2.1 Dynamic Voltage Scaling

DVS is a feature that a system can adjust device voltage dynamically to save energy. Many notebooks provide simple but inconvenient voltage scaling methods. For example, in Toshiba Satellite serial laptops [12], users can select different power saving modes manually. Previous researches focused on DVS algorithms that were based on CPU utilization to increase or decrease CPU frequency to save energy dynamically [9][20]. But these algorithms may fail in real time systems because the deadlines of the tasks were not considered, and it is not correct to assume that the future CPU utilization always is same as the current one.
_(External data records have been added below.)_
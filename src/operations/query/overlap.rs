use crate::math::intersect_2d::find_intersections;
use crate::math::polygon_2d::{contains_point, dedup_ring};
use crate::math::Point2;

/// Returns `true` if two closed polylines share any point.
///
/// That is the case when their boundaries intersect or touch, or when a
/// vertex of one lies inside the other. Rings with fewer than three distinct
/// points never overlap anything.
#[must_use]
pub fn regions_overlap(a: &[Point2], b: &[Point2]) -> bool {
    let a = dedup_ring(a);
    let b = dedup_ring(b);
    if a.len() < 3 || b.len() < 3 {
        return false;
    }
    !find_intersections(&a, &b).is_empty()
        || a.iter().any(|p| contains_point(&b, p, &[]))
        || b.iter().any(|p| contains_point(&a, p, &[]))
}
F. Yao et al. [30] first proposed a simple model of job scheduling in real time systems, which was further enhanced by B. Mochocki et al. [25] with consideration of the voltage transition overhead. Ishihara and Yasuura [21] formulated the voltage scheduling problem in a processor, which can use only a small number of discrete voltages, as an integer linear programming (ILP) problem. Various voltage scheduling algorithms have been proposed for real time distributed systems enabled with discrete voltage scaling [22][25][26][27][28], which were also formulated as an ILP problem. Andrei et al. [27] proved that the discrete voltage selection formulated as an ILP problem is indeed NP-hard, no optimal solution can be found in polynomial time.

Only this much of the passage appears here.